The [slave importation] tax for which Lee raised his voice was carried through the Assembly of Virginia by a majority of one; but from England a negative followed with certainty every colonial act tending to diminish the slave-trade.”

(History of the United States, From the Discovery of the American Continent, Vol. IV. George Bancroft. Little, Brown & Company. 1856. pp. 421-422)

 

New England’s Slave Past

African slaves existed in colonial New England as early as 1634 – well before any were in what became the American South – and by 1774 New England’s slave population totaled over 16,000. Interestingly, New England clergymen, merchants and lawyers then commonly owned at least one slave; in 1774 Connecticut’s slave population totaled over 5,000. Earlier in that century New England had surpassed England as the center of the nefarious transatlantic slave trade, which carried African slaves first to the West Indies to live and likely die as sugar cane laborers, then back to New England with sugar to make more rum with which to trade to African tribes for their slaves.

New England’s Slave Past

“[New England’s early inhabitants] were of homogenous origin, nearly all tracing their descent to English emigrants of the reigns of Charles the First, and Charles the Second. Along the seaside, wherever there was a good harbor, fishermen . . . gathered in hamlets; and each returning season saw them with an ever-increasing number of mariners and vessels, taking the cod and mackerel, and sometimes pursuing the whale into the icy labyrinths of the Northern seas; yet loving home, and dearly attached to their modest freeholds.

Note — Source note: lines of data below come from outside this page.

//! Core types for the provider gateway.

use serde::{Deserialize, Serialize};
use std::time::Duration;

// =============================================================================
// ATTRIBUTION
// =============================================================================

/// Attribution for usage tracking and debugging.
///
/// Every request through a gateway carries attribution so the run log can
/// answer: which run was this part of, and which code path triggered it.
#[derive(Debug, Clone, Default)]
pub struct Attribution {
    /// Run this request is part of.
    pub run_id: Option<String>,
    /// Which code path made this call, for debugging.
    /// Use a static string like "recall::embed" or "critic::judge".
    pub caller: &'static str,
}

impl Attribution {
    pub fn new(caller: &'static str) -> Self {
        Self {
            caller,
            ..Default::default()
        }
    }

    pub fn with_run(mut self, run_id: impl Into<String>) -> Self {
        self.run_id = Some(run_id.into());
        self
    }
}

// =============================================================================
// CHAT TYPES
// =============================================================================

/// Chat message role.
#[derive(Debug, Clone, Serialize, Deserialize, PartialEq, Eq)]
#[serde(rename_all = "lowercase")]
pub enum Role {
    System,
    User,
    Assistant,
}

/// A chat message.
#[derive(Debug, Clone, Serialize, Deserialize)]
pub struct Message {
    pub role: Role,
    pub content: String,
}

impl Message {
    pub fn system(content: impl Into<String>) -> Self {
        Self {
            role: Role::System,
            content: content.into(),
        }
    }

    pub fn user(content: impl Into<String>) -> Self {
        Self {
            role: Role::User,
            content: content.into(),
        }
    }

    pub fn assistant(content: impl Into<String>) -> Self {
        Self {
            role: Role::Assistant,
            content: content.into(),
        }
    }
}

/// Request for chat completion.
#[derive(Debug, Clone)]
pub struct ChatRequest {
    /// Provider model id, e.g. "glm-4-plus" or "gpt-4o-mini".
    pub model: String,
    /// Messages in the conversation.
    pub messages: Vec<Message>,
    /// Sampling temperature (0.0 - 2.0).
    pub temperature: f32,
    /// Maximum tokens to generate.
    pub max_tokens: Option<u32>,
    /// Whether to hint JSON-only output. Callers still validate.
    pub json_mode: bool,
    /// Attribution for usage tracking.
    pub attribution: Attribution,
}

impl ChatRequest {
    pub fn new(model: impl Into<String>, messages: Vec<Message>, attribution: Attribution) -> Self {
        Self {
            model: model.into(),
            messages,
            temperature: 0.0,
            max_tokens: None,
            json_mode: false,
            attribution,
        }
    }

    pub fn temperature(mut self, t: f32) -> Self {
        self.temperature = t;
        self
    }

    pub fn max_tokens(mut self, max: u32) -> Self {
        self.max_tokens = Some(max);
        self
    }

    pub fn json(mut self) -> Self {
        self.json_mode = true;
        self
    }
}

/// Reason the model stopped generating.
#[derive(Debug, Clone, PartialEq, Eq)]
pub enum FinishReason {
    Stop,
    Length,
    ContentFilter,
    Unknown(String),
}

impl From<Option<String>> for FinishReason {
    fn from(s: Option<String>) -> Self {
        match s.as_deref() {
            Some("stop") => FinishReason::Stop,
            Some("length") => FinishReason::Length,
            Some("content_filter") => FinishReason::ContentFilter,
            Some(other) => FinishReason::Unknown(other.to_string()),
            None => FinishReason::Unknown("none".to_string()),
        }
    }
}

/// Response from chat completion.
#[derive(Debug, Clone)]
pub struct ChatResponse {
    /// Generated content.
    pub content: String,
    /// Input tokens consumed.
    pub input_tokens: u32,
    /// Output tokens generated.
    pub output_tokens: u32,
    /// Time taken for the request.
    pub latency: Duration,
    /// Why the model stopped.
    pub finish_reason: FinishReason,
}

impl ChatResponse {
    pub(crate) fn empty() -> Self {
        Self {
            content: String::new(),
            input_tokens: 0,
            output_tokens: 0,
            latency: Duration::from_millis(0),
            finish_reason: FinishReason::Unknown("error".to_string()),
        }
    }
}

// =============================================================================
// EMBEDDING TYPES
// =============================================================================

/// Inputs longer than this are truncated before transmission.
pub const EMBED_MAX_INPUT_CHARS: usize = 2000;

/// Request to embed texts.
#[derive(Debug, Clone)]
pub struct EmbedRequest {
    /// Embedding model id.
    pub model: String,
    /// Texts to embed. Each text produces one embedding vector.
    pub texts: Vec<String>,
    /// Attribution for usage tracking.
    pub attribution: Attribution,
}

impl EmbedRequest {
    pub fn new(model: impl Into<String>, texts: Vec<String>, attribution: Attribution) -> Self {
        Self {
            model: model.into(),
            texts,
            attribution,
        }
    }

    /// Single text convenience constructor.
    pub fn single(model: impl Into<String>, text: String, attribution: Attribution) -> Self {
        Self::new(model, vec![text], attribution)
    }
}

/// Response from embedding request.
#[derive(Debug, Clone)]
pub struct EmbedResponse {
    /// Embedding vectors, one per input text. Dimension is fixed per model.
    pub embeddings: Vec<Vec<f32>>,
    /// Total tokens consumed.
    pub tokens: u32,
    /// Time taken for the request.
    pub latency: Duration,
}
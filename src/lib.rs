#![forbid(unsafe_code)]

//! # storyforge
//!
//! Turn a one-line research idea into a structured paper "story", guided by
//! a pre-built knowledge graph of prior papers.
//!
//! Instead of asking an LLM to "rate this story 1–10" (unreliable,
//! miscalibrated), storyforge asks blind better/tie/worse questions against
//! real anchor papers with known review scores, then infers a calibrated
//! score deterministically. The pipeline: three-path recall over the KG →
//! LLM pattern selection → story generation → anchored blind critique →
//! idea-fusion refinement with rollback → novelty check with pivot.
//!
//! The KG itself is built offline; this crate consumes its `output/`
//! artifacts read-only.

pub mod brief;
pub mod bundle;
pub mod cache;
pub mod config;
pub mod error;
pub mod gateway;
pub mod index;
pub mod kg;
pub mod llmjson;
pub mod novelty;
pub mod pipeline;
pub mod recall;
pub mod refine;
pub mod review;
pub mod runlog;
pub mod selector;
pub mod story;

pub use config::{Config, ConfigError};
pub use error::{CancelFlag, EngineError};
pub use gateway::{ChatGateway, EmbeddingGateway, ProviderGateway};
pub use kg::KgStore;
pub use pipeline::{Pipeline, PipelineResult};
pub use story::Story;
//! Anchor selection over real papers with review statistics.
//!
//! Papers are indexed by pattern at startup. Anchor selection is fully
//! deterministic: papers sort by `(score10, paper_id)`, quantile picks index
//! `round(q·(n−1))`, exemplars rank by reliability, and trimming is by weight
//! then score then id. The same KG therefore always yields the same anchor
//! set, which is a precondition for reproducible critic scores.

use std::collections::HashMap;

use serde::Serialize;

use crate::kg::{KgStore, Pattern};
use crate::review::inference::AnchorSummary;

/// One indexed paper with its derived anchor statistics.
#[derive(Debug, Clone, Serialize)]
pub struct PaperAnchor {
    pub paper_id: String,
    pub pattern_id: String,
    pub score10: f64,
    pub review_count: u32,
    pub dispersion10: f64,
    /// `ln(1 + review_count) / (1 + dispersion10)` — reviews raise trust,
    /// reviewer disagreement lowers it.
    pub weight: f64,
}

/// Quantile thresholds for the pass rule.
#[derive(Debug, Clone, Copy, Serialize)]
pub struct Quantiles {
    pub n: usize,
    pub q50: Option<f64>,
    pub q75: Option<f64>,
}

/// Read-only index of anchorable papers grouped by pattern.
#[derive(Debug)]
pub struct ReviewIndex {
    by_pattern: HashMap<String, Vec<PaperAnchor>>,
    by_domain: HashMap<String, Vec<PaperAnchor>>,
    by_id: HashMap<String, PaperAnchor>,
    global_scores_sorted: Vec<f64>,
}

impl ReviewIndex {
    pub fn build(kg: &KgStore) -> Self {
        let mut by_pattern: HashMap<String, Vec<PaperAnchor>> = HashMap::new();
        let mut by_domain: HashMap<String, Vec<PaperAnchor>> = HashMap::new();
        let mut by_id = HashMap::new();
        let mut global_scores = Vec::new();

        for paper in kg.papers() {
            let Some(stats) = &paper.review_stats else {
                continue;
            };
            let Some(pattern_id) = &paper.pattern_id else {
                continue;
            };
            let dispersion10 = stats.dispersion10.max(0.0);
            let anchor = PaperAnchor {
                paper_id: paper.paper_id.clone(),
                pattern_id: pattern_id.clone(),
                score10: stats.avg_score10,
                review_count: stats.review_count,
                dispersion10,
                weight: ((1.0 + stats.review_count as f64).ln()) / (1.0 + dispersion10),
            };
            global_scores.push(anchor.score10);
            by_pattern
                .entry(pattern_id.clone())
                .or_default()
                .push(anchor.clone());
            if !paper.domain_id.is_empty() {
                by_domain
                    .entry(paper.domain_id.clone())
                    .or_default()
                    .push(anchor.clone());
            }
            by_id.insert(anchor.paper_id.clone(), anchor);
        }

        for list in by_pattern.values_mut().chain(by_domain.values_mut()) {
            list.sort_by(|a, b| {
                a.score10
                    .partial_cmp(&b.score10)
                    .unwrap_or(std::cmp::Ordering::Equal)
                    .then_with(|| a.paper_id.cmp(&b.paper_id))
            });
        }
        global_scores.sort_by(|a, b| a.partial_cmp(b).unwrap_or(std::cmp::Ordering::Equal));

        Self {
            by_pattern,
            by_domain,
            by_id,
            global_scores_sorted: global_scores,
        }
    }

    pub fn pattern_papers(&self, pattern_id: &str) -> &[PaperAnchor] {
        self.by_pattern
            .get(pattern_id)
            .map(|v| v.as_slice())
            .unwrap_or(&[])
    }

    pub fn anchor_by_paper_id(&self, paper_id: &str) -> Option<&PaperAnchor> {
        self.by_id.get(paper_id)
    }

    // -- Quantiles ------------------------------------------------------------

    fn quantile(sorted: &[f64], q: f64) -> Option<f64> {
        if sorted.is_empty() {
            return None;
        }
        if sorted.len() == 1 {
            return Some(sorted[0]);
        }
        let idx = (q * (sorted.len() - 1) as f64).round() as usize;
        Some(sorted[idx.min(sorted.len() - 1)])
    }

    pub fn pattern_quantiles(&self, pattern_id: &str) -> Quantiles {
        let scores: Vec<f64> = self
            .pattern_papers(pattern_id)
            .iter()
            .map(|p| p.score10)
            .collect();
        Quantiles {
            n: scores.len(),
            q50: Self::quantile(&scores, 0.5),
            q75: Self::quantile(&scores, 0.75),
        }
    }

    pub fn global_quantiles(&self) -> Quantiles {
        Quantiles {
            n: self.global_scores_sorted.len(),
            q50: Self::quantile(&self.global_scores_sorted, 0.5),
            q75: Self::quantile(&self.global_scores_sorted, 0.75),
        }
    }

    // -- Anchor selection -----------------------------------------------------

    fn quantile_anchors<'a>(papers: &'a [PaperAnchor], quantiles: &[f64]) -> Vec<&'a PaperAnchor> {
        if papers.is_empty() {
            return Vec::new();
        }
        if papers.len() <= quantiles.len() {
            return papers.iter().collect();
        }
        quantiles
            .iter()
            .map(|&q| {
                let idx = (q * (papers.len() - 1) as f64).round() as usize;
                &papers[idx.min(papers.len() - 1)]
            })
            .collect()
    }

    fn dedupe(anchors: Vec<&PaperAnchor>) -> Vec<&PaperAnchor> {
        let mut seen = std::collections::HashSet::new();
        anchors
            .into_iter()
            .filter(|a| seen.insert(a.paper_id.clone()))
            .collect()
    }

    /// Select the initial anchor set for a pattern: quantile anchors, plus up
    /// to `max_exemplars` exemplar papers by reliability, trimmed to
    /// `max_initial`. Fewer than 3 usable anchors widens to the pattern's
    /// whole domain.
    pub fn select_initial_anchors(
        &self,
        pattern: &Pattern,
        quantiles: &[f64],
        max_initial: usize,
        max_exemplars: usize,
    ) -> Vec<PaperAnchor> {
        let papers = self.pattern_papers(&pattern.pattern_id);
        let mut anchors = Self::dedupe(Self::quantile_anchors(papers, quantiles));

        // Exemplars: pattern-designated representative papers, most reliable
        // first.
        let anchor_ids: std::collections::HashSet<String> =
            anchors.iter().map(|a| a.paper_id.clone()).collect();
        let mut exemplars: Vec<&PaperAnchor> = pattern
            .exemplar_paper_ids
            .iter()
            .filter_map(|pid| self.by_id.get(pid))
            .filter(|a| !anchor_ids.contains(&a.paper_id))
            .collect();
        exemplars.sort_by(|a, b| {
            b.weight
                .partial_cmp(&a.weight)
                .unwrap_or(std::cmp::Ordering::Equal)
                .then_with(|| b.review_count.cmp(&a.review_count))
                .then_with(|| a.paper_id.cmp(&b.paper_id))
        });
        anchors.extend(exemplars.into_iter().take(max_exemplars));
        let mut anchors = Self::dedupe(anchors);

        // Too thin for calibrated comparison: widen to the domain.
        if anchors.len() < 3 {
            if let Some(domain_papers) = self.by_domain.get(&pattern.domain) {
                anchors = Self::dedupe(Self::quantile_anchors(domain_papers, quantiles));
            }
        }

        if anchors.len() > max_initial {
            anchors.sort_by(|a, b| {
                b.weight
                    .partial_cmp(&a.weight)
                    .unwrap_or(std::cmp::Ordering::Equal)
                    .then_with(|| {
                        a.score10
                            .partial_cmp(&b.score10)
                            .unwrap_or(std::cmp::Ordering::Equal)
                    })
                    .then_with(|| a.paper_id.cmp(&b.paper_id))
            });
            anchors.truncate(max_initial);
        }

        anchors.into_iter().cloned().collect()
    }

    /// Densify: pick up to `count` papers whose score falls inside the bucket
    /// around `center`, closest to the center first, skipping already
    /// selected ids.
    pub fn select_bucket_anchors(
        &self,
        pattern_id: &str,
        center: f64,
        bucket_size: f64,
        count: usize,
        exclude: &std::collections::HashSet<String>,
    ) -> Vec<PaperAnchor> {
        let half = bucket_size / 2.0;
        let mut candidates: Vec<&PaperAnchor> = self
            .pattern_papers(pattern_id)
            .iter()
            .filter(|p| !exclude.contains(&p.paper_id))
            .filter(|p| (p.score10 - center).abs() <= half + 1e-9)
            .collect();
        candidates.sort_by(|a, b| {
            let da = (a.score10 - center).abs();
            let db = (b.score10 - center).abs();
            da.partial_cmp(&db)
                .unwrap_or(std::cmp::Ordering::Equal)
                .then_with(|| {
                    b.weight
                        .partial_cmp(&a.weight)
                        .unwrap_or(std::cmp::Ordering::Equal)
                })
                .then_with(|| a.paper_id.cmp(&b.paper_id))
        });
        candidates.into_iter().take(count).cloned().collect()
    }
}

/// Alias anchors `A1..AK` in score10-ascending order (ties by paper id) so
/// replays reproduce the exact prompt.
pub fn alias_anchors(mut anchors: Vec<PaperAnchor>) -> (Vec<AnchorSummary>, Vec<PaperAnchor>) {
    anchors.sort_by(|a, b| {
        a.score10
            .partial_cmp(&b.score10)
            .unwrap_or(std::cmp::Ordering::Equal)
            .then_with(|| a.paper_id.cmp(&b.paper_id))
    });
    let summaries = anchors
        .iter()
        .enumerate()
        .map(|(i, a)| AnchorSummary {
            anchor_id: format!("A{}", i + 1),
            paper_id: a.paper_id.clone(),
            score10: a.score10,
            weight: a.weight,
        })
        .collect();
    (summaries, anchors)
}

#[cfg(test)]
mod tests {
    use super::*;
    use crate::kg::{Paper, PatternSummary, ReviewStats};

    fn paper(id: &str, pattern: &str, score: f64, reviews: u32, dispersion: f64) -> Paper {
        Paper {
            paper_id: id.into(),
            title: format!("Paper {id}"),
            pattern_id: Some(pattern.into()),
            domain_id: "dom_1".into(),
            review_stats: Some(ReviewStats {
                avg_score10: score,
                review_count: reviews,
                dispersion10: dispersion,
            }),
            skeleton: None,
            abstract_text: None,
        }
    }

    fn kg(papers: Vec<Paper>) -> KgStore {
        KgStore::from_parts(vec![], vec![], vec![], papers, vec![]).unwrap()
    }

    fn test_pattern(id: &str) -> Pattern {
        Pattern {
            pattern_id: id.into(),
            name: "P".into(),
            cluster_size: 10,
            domain: "dom_1".into(),
            sub_domains: vec![],
            summary: PatternSummary::default(),
            skeleton_examples: None,
            common_tricks: None,
            exemplar_paper_ids: vec![],
        }
    }

    #[test]
    fn weight_formula() {
        let store = kg(vec![paper("p1", "pat", 6.0, 9, 1.0)]);
        let index = ReviewIndex::build(&store);
        let anchor = index.anchor_by_paper_id("p1").unwrap();
        let expected = (10.0f64).ln() / 2.0;
        assert!((anchor.weight - expected).abs() < 1e-9);
    }

    #[test]
    fn papers_without_stats_are_skipped() {
        let mut no_stats = paper("p2", "pat", 5.0, 1, 0.0);
        no_stats.review_stats = None;
        let store = kg(vec![paper("p1", "pat", 6.0, 4, 1.0), no_stats]);
        let index = ReviewIndex::build(&store);
        assert_eq!(index.pattern_papers("pat").len(), 1);
    }

    #[test]
    fn quantile_selection_is_deterministic() {
        let papers: Vec<Paper> = (0..20)
            .map(|i| paper(&format!("p{i:02}"), "pat", 1.0 + 0.45 * i as f64, 3, 0.5))
            .collect();
        let index = ReviewIndex::build(&kg(papers));
        let a1 = index.select_initial_anchors(&test_pattern("pat"), &[0.25, 0.5, 0.75], 11, 2);
        let a2 = index.select_initial_anchors(&test_pattern("pat"), &[0.25, 0.5, 0.75], 11, 2);
        let ids1: Vec<&str> = a1.iter().map(|a| a.paper_id.as_str()).collect();
        let ids2: Vec<&str> = a2.iter().map(|a| a.paper_id.as_str()).collect();
        assert_eq!(ids1, ids2);
        assert_eq!(ids1.len(), 3);
    }

    #[test]
    fn thin_cluster_widens_to_domain() {
        let mut papers = vec![paper("thin1", "pat_thin", 5.0, 3, 0.5)];
        for i in 0..10 {
            papers.push(paper(&format!("dom{i}"), "pat_other", 3.0 + i as f64 * 0.5, 3, 0.5));
        }
        let index = ReviewIndex::build(&kg(papers));
        let anchors =
            index.select_initial_anchors(&test_pattern("pat_thin"), &[0.25, 0.5, 0.75], 11, 2);
        assert!(anchors.len() >= 3, "expected domain widening, got {}", anchors.len());
    }

    #[test]
    fn aliasing_sorts_by_score_ascending() {
        let store = kg(vec![
            paper("pz", "pat", 8.0, 3, 0.5),
            paper("pa", "pat", 4.0, 3, 0.5),
            paper("pm", "pat", 6.0, 3, 0.5),
        ]);
        let index = ReviewIndex::build(&store);
        let anchors = index.pattern_papers("pat").to_vec();
        let (summaries, _) = alias_anchors(anchors);
        assert_eq!(summaries[0].anchor_id, "A1");
        assert_eq!(summaries[0].paper_id, "pa");
        assert_eq!(summaries[2].paper_id, "pz");
    }

    #[test]
    fn bucket_anchors_respect_exclusions() {
        let papers: Vec<Paper> = (0..10)
            .map(|i| paper(&format!("p{i}"), "pat", 5.0 + 0.2 * i as f64, 3, 0.5))
            .collect();
        let index = ReviewIndex::build(&kg(papers));
        let mut exclude = std::collections::HashSet::new();
        exclude.insert("p5".to_string());
        let picked = index.select_bucket_anchors("pat", 6.0, 1.0, 3, &exclude);
        assert!(picked.iter().all(|p| p.paper_id != "p5"));
        assert!(picked.len() <= 3);
        assert!(picked.iter().all(|p| (p.score10 - 6.0).abs() <= 0.5 + 1e-9));
    }

    #[test]
    fn pattern_quantiles_need_papers() {
        let index = ReviewIndex::build(&kg(vec![]));
        let q = index.pattern_quantiles("missing");
        assert_eq!(q.n, 0);
        assert!(q.q50.is_none());
    }
}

Of [African] slavery there was not enough to affect the character of the people, except in the southeast of Rhode Island, where Newport was conspicuous for engaging in the [transatlantic] slave trade, and where, in two or three towns, Negroes composed even a third of the inhabitants.”

(History of the United States, From the Discovery of the American Continent, Vol. IV. George Bancroft. Little, Brown & Company. 1856. pp. 149-150)

 

Father of the Revolution – Samuel Adams

As described below, New England political agitation brought about the avoidable secession from England and war; the same occurred some 80 years later “as Massachusetts agitators and men of letters had done their best to see that there should be thousands, and tens of thousands” joining them in denouncing their union with the South. The uncompromising Puritan moral crusade against the very African slavery which ironically enriched their own section, would now be put to work to destroy the 1789 union. The agitation pushed the hand of Lincoln in April 1861 to confront now-independent South Carolina over the question of tariff revenue – which predictably resulted in gunfire and war. Those defending their State were denounced in the north as “rebels” intent upon destroying the union.

Father of the Revolution – Samuel Adams

“It is a great mistake to think of public opinion as united in the colonies and as gradually rising against British tyranny. Public opinion was never wholly united and seldom rises to a pitch of passion without being influenced – in other words, without the use of propaganda. The Great War [of 1914-1918] taught that to those who did not know it already.

From the first, [John] Adams and those working with him had realized the necessity of democratic slogans in the creation of a state of mind. [He] at once struck out boldly to inflame the passions of the crowd by threatening that it was to be reduced to the “miserable state of tributary slaves,” contrasting its freedom and moral virtue with the tyranny and moral degradation of England. He proclaimed that the mother country was bent on bringing her colonies to a condition of “slavery, poverty and misery,” and on causing their utter ruin, and dinned into the ears of the people the words “slavery and tyranny” until they assumed a reality from mere reiteration.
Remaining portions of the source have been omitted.